# WHAT THIS TASK INVOLVES:
The answer should be each line from the entries below that has the word "UnsubscribeFn" in it.

# GIVEN RECORDS:
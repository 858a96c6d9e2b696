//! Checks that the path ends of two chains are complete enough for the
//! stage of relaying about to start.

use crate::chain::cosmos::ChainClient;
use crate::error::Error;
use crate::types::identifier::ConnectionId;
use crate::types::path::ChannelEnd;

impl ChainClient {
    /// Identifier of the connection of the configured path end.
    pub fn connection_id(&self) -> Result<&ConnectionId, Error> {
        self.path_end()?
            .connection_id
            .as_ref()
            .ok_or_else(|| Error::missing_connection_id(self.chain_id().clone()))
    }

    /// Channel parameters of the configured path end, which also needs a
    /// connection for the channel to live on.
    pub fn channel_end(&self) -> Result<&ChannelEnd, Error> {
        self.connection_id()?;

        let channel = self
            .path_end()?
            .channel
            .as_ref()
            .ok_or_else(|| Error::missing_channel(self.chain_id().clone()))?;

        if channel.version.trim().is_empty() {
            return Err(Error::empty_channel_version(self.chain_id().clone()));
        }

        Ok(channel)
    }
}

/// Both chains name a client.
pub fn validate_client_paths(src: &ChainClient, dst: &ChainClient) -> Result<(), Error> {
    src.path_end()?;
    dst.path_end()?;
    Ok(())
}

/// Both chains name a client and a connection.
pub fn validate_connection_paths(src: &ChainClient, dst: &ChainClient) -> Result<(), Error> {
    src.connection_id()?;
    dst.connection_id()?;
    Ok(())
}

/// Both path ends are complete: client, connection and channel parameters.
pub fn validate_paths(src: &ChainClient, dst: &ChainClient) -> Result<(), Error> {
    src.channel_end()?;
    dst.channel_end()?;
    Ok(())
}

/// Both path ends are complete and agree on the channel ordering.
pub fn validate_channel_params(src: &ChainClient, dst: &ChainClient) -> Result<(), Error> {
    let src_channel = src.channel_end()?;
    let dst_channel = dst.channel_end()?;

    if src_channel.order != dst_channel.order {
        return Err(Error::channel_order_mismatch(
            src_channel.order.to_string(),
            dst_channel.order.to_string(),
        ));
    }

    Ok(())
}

...

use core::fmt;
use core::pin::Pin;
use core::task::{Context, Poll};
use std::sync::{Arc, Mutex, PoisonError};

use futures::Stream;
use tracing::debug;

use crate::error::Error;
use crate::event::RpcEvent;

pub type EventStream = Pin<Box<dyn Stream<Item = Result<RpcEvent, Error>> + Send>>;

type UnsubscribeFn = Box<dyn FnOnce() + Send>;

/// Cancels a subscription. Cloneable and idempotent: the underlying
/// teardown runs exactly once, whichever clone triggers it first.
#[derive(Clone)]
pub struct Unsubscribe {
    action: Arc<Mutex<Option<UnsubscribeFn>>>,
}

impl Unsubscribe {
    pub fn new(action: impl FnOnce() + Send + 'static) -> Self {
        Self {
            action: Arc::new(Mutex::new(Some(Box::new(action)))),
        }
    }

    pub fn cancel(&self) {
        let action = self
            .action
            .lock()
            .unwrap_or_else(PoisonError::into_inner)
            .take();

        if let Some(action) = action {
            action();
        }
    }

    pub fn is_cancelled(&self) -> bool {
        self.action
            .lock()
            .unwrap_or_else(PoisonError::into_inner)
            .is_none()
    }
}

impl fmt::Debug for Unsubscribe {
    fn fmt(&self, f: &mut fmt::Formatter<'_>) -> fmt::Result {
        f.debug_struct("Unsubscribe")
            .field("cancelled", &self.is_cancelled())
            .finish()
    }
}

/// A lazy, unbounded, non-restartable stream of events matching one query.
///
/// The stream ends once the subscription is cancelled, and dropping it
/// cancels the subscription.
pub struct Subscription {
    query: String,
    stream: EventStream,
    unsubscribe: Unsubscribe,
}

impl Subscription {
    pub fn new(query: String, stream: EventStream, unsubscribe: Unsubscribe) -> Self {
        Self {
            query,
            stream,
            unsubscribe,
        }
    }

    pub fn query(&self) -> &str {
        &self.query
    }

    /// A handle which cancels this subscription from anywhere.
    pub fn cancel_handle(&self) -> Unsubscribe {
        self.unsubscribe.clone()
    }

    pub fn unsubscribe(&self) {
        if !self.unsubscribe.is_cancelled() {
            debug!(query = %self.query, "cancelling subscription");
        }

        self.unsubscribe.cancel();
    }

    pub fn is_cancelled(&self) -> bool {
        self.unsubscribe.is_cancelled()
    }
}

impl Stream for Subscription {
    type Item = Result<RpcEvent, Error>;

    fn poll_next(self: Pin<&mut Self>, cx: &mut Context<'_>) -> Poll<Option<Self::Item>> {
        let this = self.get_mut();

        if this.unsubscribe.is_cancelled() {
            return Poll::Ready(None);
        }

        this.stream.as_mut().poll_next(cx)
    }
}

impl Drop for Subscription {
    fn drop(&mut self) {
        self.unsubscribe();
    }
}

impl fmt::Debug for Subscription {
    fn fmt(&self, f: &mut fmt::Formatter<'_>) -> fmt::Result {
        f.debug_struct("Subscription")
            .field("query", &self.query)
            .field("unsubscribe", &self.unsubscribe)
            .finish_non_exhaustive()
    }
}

# EXERCISE RESPONSE:
type UnsubscribeFn = Box<dyn FnOnce() + Send>;
    action: Arc<Mutex<Option<UnsubscribeFn>>>,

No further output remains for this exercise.